El instituto tendrá sede en Nueva York y se centrará en los resultados relacionados con los pacientes en lugar de en la academia, los artículos y los avances vinculados a la investigación. Ese énfasis en el paciente llega en un contexto de necesidades crecientes: un análisis de 2024 publicado en The Lancet Neurology, basado en datos de 2021, estimó que 3,400 millones de personas en el mundo viven con afecciones neurológicas, lo que las convierte en la principal causa de enfermedad y discapacidad a nivel mundial. Gran parte de la financiación del sector ha fluido históricamente a través de canales académicos y gubernamentales, como la multimillonaria iniciativa BRAIN de Estados Unidos, lanzada en 2013 para acelerar la comprensión del cerebro humano, un ecosistema de subvenciones y publicaciones que contrasta con el modelo orientado a resultados que promueve Ackman. El instituto funcionará en un edificio de 400,000 pies cuadrados en Manhattan, parte del cual serán los estudios reconvertidos que actualmente albergan Saturday Night Live, la institución de NBC que transmite desde el Rockefeller Center desde 1975.

La promesa de donación representa una de las mayores contribuciones filantrópicas individuales del año. En 2025, el administrador británico de fondos de cobertura Chris Hohn donó una cifra récord de 1,400 millones de libras a través de su Children's Investment Fund Foundation, según la Giving List de The Sunday Times. Mientras tanto, MacKenzie Scott, exesposa de Jeff Bezos, ha seguido destinando miles de millones de libras a causas benéficas con el acuerdo de su divorcio del fundador de Amazon. El propio Ackman es firmante del Giving Pledge, la campaña lanzada por Warren Buffett y Bill Gates en 2010 bajo la cual los multimillonarios se comprometen a donar más de la mitad de sus fortunas.

"Instintos comerciales" en una organización sin fines de lucro

La donación de Ackman se realizará en forma de 10 millones de acciones de su fondo de cobertura Pershing Square, cotizado en Nueva York, cuyo valor era de aproximadamente 400 millones de dólares (292 millones de libras) al precio de cierre del jueves.

Según el índice de multimillonarios de Bloomberg, el patrimonio de Ackman se estima en 8,000 millones de dólares. Alcanzó notoriedad con una posición en corto de 1,000 millones de dólares contra Herbalife, fabricante estadounidense de suplementos para bajar de peso, a la que calificó de esquema piramidal, y lanzó una campaña de publicidad para convencer a los reguladores de abrir una investigación formal. La iniciativa fracasó finalmente, pero convirtió al fondo de cobertura en una de las firmas de inversión más famosas de Wall Street.
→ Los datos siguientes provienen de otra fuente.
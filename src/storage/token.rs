//! Token Partition Store
//!
//! Session tokens, sharded by token id. Each token names its owner by username
//! rather than by pointer; clearing that name is how a token is detached from a
//! user.
//!
//! ## Token Lifecycle
//!
//! ```text
//!                 authenticate
//!   (absent) ───────────────────> live ──┐ authenticate (same id,
//!                                  │  ▲  │ expiry pushed forward)
//!                                  │  └──┘
//!        invalidate / delete user  │         clock passes expiry
//!              ┌───────────────────┴──────────────────┐
//!              ▼                                      ▼
//!           invalid                                expired
//!              │                                      │
//!              └────────── sweeper (after expiry) ────┴──> (absent)
//! ```
//!
//! Expired and invalid tokens stay in their shard, inert, until the sweeper
//! removes them. Lookups report `TokenExpired` / `TokenIsInvalid` until then and
//! `TokenNotFound` afterwards.

use crate::status::Status;
use crate::storage::partition::{mint_token_id, unix_micros, ShardSet};
use crate::storage::user::User;
use std::sync::atomic::{AtomicU64, Ordering};
use std::time::SystemTime;
use tracing::debug;

/// A stored session token.
#[derive(Debug)]
pub struct Token {
    id: String,
    expires_at_micros: i64,
    invalid: bool,
    user: Option<String>,
}

impl Token {
    #[inline]
    pub fn id(&self) -> &str {
        &self.id
    }

    /// Absolute expiry, in microseconds since the Unix epoch.
    #[inline]
    pub fn expires_at_micros(&self) -> i64 {
        self.expires_at_micros
    }

    #[inline]
    pub fn is_invalid(&self) -> bool {
        self.invalid
    }

    /// Username of the owner, absent once the token has been detached.
    #[inline]
    pub fn user(&self) -> Option<&str> {
        self.user.as_deref()
    }

    /// Strictly past expiry at `now_micros`.
    #[inline]
    pub fn is_expired_at(&self, now_micros: i64) -> bool {
        self.expires_at_micros < now_micros
    }

    /// Checks that the token is usable at `now_micros`.
    fn check_usable(&self, now_micros: i64) -> Result<(), Status> {
        if self.is_expired_at(now_micros) {
            return Err(Status::TokenExpired);
        }
        if self.invalid || self.user.is_none() {
            return Err(Status::TokenIsInvalid);
        }
        Ok(())
    }

    fn detach(&mut self) {
        self.invalid = true;
        self.user = None;
    }
}

/// What a caller gets back from a successful authentication.
#[derive(Debug, Clone, PartialEq, Eq)]
pub struct IssuedToken {
    /// Opaque bearer credential
    pub id: String,
    /// Absolute expiry, in microseconds since the Unix epoch
    pub expires_at_micros: i64,
}

/// Sharded token storage.
#[derive(Debug)]
pub struct TokenStore {
    shards: ShardSet<Token>,

    /// Tokens physically present, including inert ones
    stored: AtomicU64,

    /// Tokens minted
    issued: AtomicU64,

    /// Renewals of existing tokens
    renewed: AtomicU64,

    /// Tokens removed by the sweeper
    swept: AtomicU64,
}

impl TokenStore {
    pub fn new(shard_count: usize) -> Self {
        Self {
            shards: ShardSet::new(shard_count),
            stored: AtomicU64::new(0),
            issued: AtomicU64::new(0),
            renewed: AtomicU64::new(0),
            swept: AtomicU64::new(0),
        }
    }

    #[inline]
    pub fn shard_count(&self) -> usize {
        self.shards.len()
    }

    /// Renews the user's current token, or mints a new one.
    ///
    /// The caller holds the exclusive lock on `user`'s shard; this takes the
    /// token shard lock inside it. A stored token that is not marked invalid is
    /// renewed even if its expiry has already passed.
    pub fn issue_or_renew(
        &self,
        user: &mut User,
        ttl_micros: i64,
        now: SystemTime,
    ) -> (IssuedToken, Status) {
        let expires_at_micros = unix_micros(now).saturating_add(ttl_micros);

        if let Some(id) = user.token() {
            let mut shard = self.shards.write(id);
            if let Some(token) = shard.get_mut(id) {
                if !token.invalid {
                    token.expires_at_micros = expires_at_micros;
                    self.renewed.fetch_add(1, Ordering::Relaxed);
                    debug!(user = user.name(), "Token renewed");
                    return (
                        IssuedToken {
                            id: id.to_string(),
                            expires_at_micros,
                        },
                        Status::TokenRenewed,
                    );
                }
            }
        }

        let id = mint_token_id(user.name(), user.password(), now);
        let token = Token {
            id: id.clone(),
            expires_at_micros,
            invalid: false,
            user: Some(user.name().to_string()),
        };

        if self.shards.write(&id).insert(id.clone(), token).is_none() {
            self.stored.fetch_add(1, Ordering::Relaxed);
        }
        self.issued.fetch_add(1, Ordering::Relaxed);
        user.set_token(Some(id.clone()));
        debug!(user = user.name(), "Token created");

        (
            IssuedToken {
                id,
                expires_at_micros,
            },
            Status::TokenCreated,
        )
    }

    /// Marks a usable token invalid and detaches it from its owner.
    pub fn invalidate(&self, id: &str, now: SystemTime) -> Status {
        let mut shard = self.shards.write(id);

        let Some(token) = shard.get_mut(id) else {
            return Status::TokenNotFound;
        };
        if let Err(status) = token.check_usable(unix_micros(now)) {
            return status;
        }
        token.detach();
        debug!("Token invalidated");
        Status::TokenInvalidated
    }

    /// Detaches a token from its owner regardless of its state.
    ///
    /// Used when the owner is deleted. Returns true if the token was still stored.
    pub fn sever(&self, id: &str) -> bool {
        let mut shard = self.shards.write(id);
        match shard.get_mut(id) {
            Some(token) => {
                token.detach();
                true
            }
            None => false,
        }
    }

    /// Runs `f` on the live record of a usable token, under a shared shard lock.
    pub fn lookup_valid<R>(
        &self,
        id: &str,
        now: SystemTime,
        f: impl FnOnce(&Token) -> R,
    ) -> Result<R, Status> {
        let shard = self.shards.read(id);
        let token = shard.get(id).ok_or(Status::TokenNotFound)?;
        token.check_usable(unix_micros(now))?;
        Ok(f(token))
    }

    /// Removes every token of one shard whose expiry is strictly before `now`.
    ///
    /// The invalid marker is not consulted. Returns the number removed.
    pub fn sweep_shard(&self, index: usize, now: SystemTime) -> usize {
        let now_micros = unix_micros(now);
        let mut shard = self.shards.write_at(index);

        let before = shard.len();
        shard.retain(|_, token| !token.is_expired_at(now_micros));
        let removed = before - shard.len();

        if removed > 0 {
            self.stored.fetch_sub(removed as u64, Ordering::Relaxed);
            self.swept.fetch_add(removed as u64, Ordering::Relaxed);
        }
        removed
    }

    /// Tokens physically stored (approximate).
    pub fn len(&self) -> u64 {
        self.stored.load(Ordering::Relaxed)
    }

    pub fn is_empty(&self) -> bool {
        self.len() == 0
    }

    pub fn issued_count(&self) -> u64 {
        self.issued.load(Ordering::Relaxed)
    }

    pub fn renewed_count(&self) -> u64 {
        self.renewed.load(Ordering::Relaxed)
    }

    pub fn swept_count(&self) -> u64 {
        self.swept.load(Ordering::Relaxed)
    }
}

#[cfg(test)]
mod tests {
    use super::*;
    use std::time::Duration;

    const HOUR_MICROS: i64 = 3_600_000_000;

    fn user(name: &str) -> User {
        User::new(name, "pwd")
    }

    #[test]
    fn test_issue_then_renew() {
        let store = TokenStore::new(4);
        let mut u = user("u1");
        let t0 = SystemTime::now();

        let (first, status) = store.issue_or_renew(&mut u, HOUR_MICROS, t0);
        assert_eq!(status, Status::TokenCreated);
        assert_eq!(u.token(), Some(first.id.as_str()));

        let later = t0 + Duration::from_secs(5);
        let (second, status) = store.issue_or_renew(&mut u, HOUR_MICROS, later);
        assert_eq!(status, Status::TokenRenewed);
        assert_eq!(second.id, first.id);
        assert!(second.expires_at_micros > first.expires_at_micros);

        assert_eq!(store.len(), 1);
        assert_eq!(store.issued_count(), 1);
        assert_eq!(store.renewed_count(), 1);
    }

    #[test]
    fn test_renews_past_expiry_until_swept() {
        let store = TokenStore::new(1);
        let mut u = user("u1");
        let t0 = SystemTime::now();

        let (first, _) = store.issue_or_renew(&mut u, 10, t0);
        let late = t0 + Duration::from_secs(60);
        assert_eq!(
            store.invalidate(&first.id, late),
            Status::TokenExpired
        );

        let (renewed, status) = store.issue_or_renew(&mut u, HOUR_MICROS, late);
        assert_eq!(status, Status::TokenRenewed);
        assert_eq!(renewed.id, first.id);
        assert!(store.lookup_valid(&first.id, late, |_| ()).is_ok());
    }

    #[test]
    fn test_invalid_token_is_replaced() {
        let store = TokenStore::new(4);
        let mut u = user("u1");
        let t0 = SystemTime::now();

        let (first, _) = store.issue_or_renew(&mut u, HOUR_MICROS, t0);
        assert_eq!(store.invalidate(&first.id, t0), Status::TokenInvalidated);

        let (second, status) =
            store.issue_or_renew(&mut u, HOUR_MICROS, t0 + Duration::from_millis(1));
        assert_eq!(status, Status::TokenCreated);
        assert_ne!(second.id, first.id);
        assert_eq!(u.token(), Some(second.id.as_str()));
        // The invalidated token lingers until swept
        assert_eq!(store.len(), 2);
    }

    #[test]
    fn test_swept_token_is_replaced() {
        let store = TokenStore::new(1);
        let mut u = user("u1");
        let t0 = SystemTime::now();

        let (first, _) = store.issue_or_renew(&mut u, 10, t0);
        let late = t0 + Duration::from_secs(1);
        assert_eq!(store.sweep_shard(0, late), 1);

        let (second, status) = store.issue_or_renew(&mut u, HOUR_MICROS, late);
        assert_eq!(status, Status::TokenCreated);
        assert_ne!(second.id, first.id);
    }

    #[test]
    fn test_invalidate_taxonomy() {
        let store = TokenStore::new(4);
        let mut u = user("u1");
        let now = SystemTime::now();

        assert_eq!(store.invalidate("missing", now), Status::TokenNotFound);

        let (issued, _) = store.issue_or_renew(&mut u, HOUR_MICROS, now);
        assert_eq!(store.invalidate(&issued.id, now), Status::TokenInvalidated);
        assert_eq!(store.invalidate(&issued.id, now), Status::TokenIsInvalid);

        let expired_view = now + Duration::from_secs(2 * 3600);
        assert_eq!(store.invalidate(&issued.id, expired_view), Status::TokenExpired);
    }

    #[test]
    fn test_sever_detaches() {
        let store = TokenStore::new(4);
        let mut u = user("u1");
        let now = SystemTime::now();

        let (issued, _) = store.issue_or_renew(&mut u, HOUR_MICROS, now);
        assert!(store.sever(&issued.id));
        assert!(!store.sever("missing"));

        let err = store.lookup_valid(&issued.id, now, |_| ()).unwrap_err();
        assert_eq!(err, Status::TokenIsInvalid);
    }

    #[test]
    fn test_lookup_valid_exposes_owner() {
        let store = TokenStore::new(4);
        let mut u = user("alice");
        let now = SystemTime::now();

        let (issued, _) = store.issue_or_renew(&mut u, HOUR_MICROS, now);
        let owner = store
            .lookup_valid(&issued.id, now, |t| t.user().map(str::to_owned))
            .unwrap();
        assert_eq!(owner.as_deref(), Some("alice"));
    }

    #[test]
    fn test_sweep_removes_only_expired() {
        let store = TokenStore::new(1);
        let now = SystemTime::now();

        let mut short = user("short");
        let mut long = user("long");
        let mut revoked = user("revoked");
        store.issue_or_renew(&mut short, 10, now);
        store.issue_or_renew(&mut long, HOUR_MICROS, now);
        let (r, _) = store.issue_or_renew(&mut revoked, HOUR_MICROS, now);
        store.invalidate(&r.id, now);

        let later = now + Duration::from_secs(1);
        assert_eq!(store.sweep_shard(0, later), 1);
        assert_eq!(store.len(), 2);
        assert_eq!(store.swept_count(), 1);

        // Invalid tokens go once their own expiry passes
        let much_later = now + Duration::from_secs(2 * 3600);
        assert_eq!(store.sweep_shard(0, much_later), 2);
        assert!(store.is_empty());
    }

    #[test]
    fn test_sweep_boundary_is_strict() {
        let store = TokenStore::new(1);
        let now = SystemTime::now();
        let mut u = user("u1");

        let (issued, _) = store.issue_or_renew(&mut u, 1_000, now);
        let at_expiry = now + Duration::from_micros(1_000);
        assert_eq!(store.sweep_shard(0, at_expiry), 0);
        assert!(store.lookup_valid(&issued.id, at_expiry, |_| ()).is_ok());
    }
}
Desde entonces se ha convertido en un ferviente partidario de Donald Trump y — junto a Elon Musk — fue uno de sus defensores más vocales provenientes del mundo de los negocios y las finanzas.

Ackman dijo que el AOI tendrá "instintos altamente comerciales" pese a su condición de organización sin fines de lucro, y contará con un brazo de capital de riesgo que aportará financiación inicial y luego escindirá los tratamientos y medicamentos que desarrolle. Esa estructura se asemeja al enfoque conocido como filantropía de riesgo, utilizado anteriormente por fundaciones dedicadas a enfermedades como la Cystic Fibrosis Foundation, que ayudó a financiar el desarrollo temprano de fármacos y luego vendió sus derechos de regalías por 3,300 millones de dólares para financiar más investigación.

Su apuesta por la inteligencia artificial también llega en medio de una creciente convergencia entre ambos campos, con investigadores que utilizan el aprendizaje automático para analizar datos neuronales y desarrolladores de interfaces cerebro-computadora, como Neuralink de Musk, que ya comenzaron ensayos en humanos. "El avance de la IA en los últimos años también nos permitirá acelerar enormemente nuestra misión", añadió. "A la IA todavía le queda mucho por aprender sobre la inteligencia humana y el cerebro, y el AOI debería estar a la vanguardia de la interacción entre el cerebro y la IA."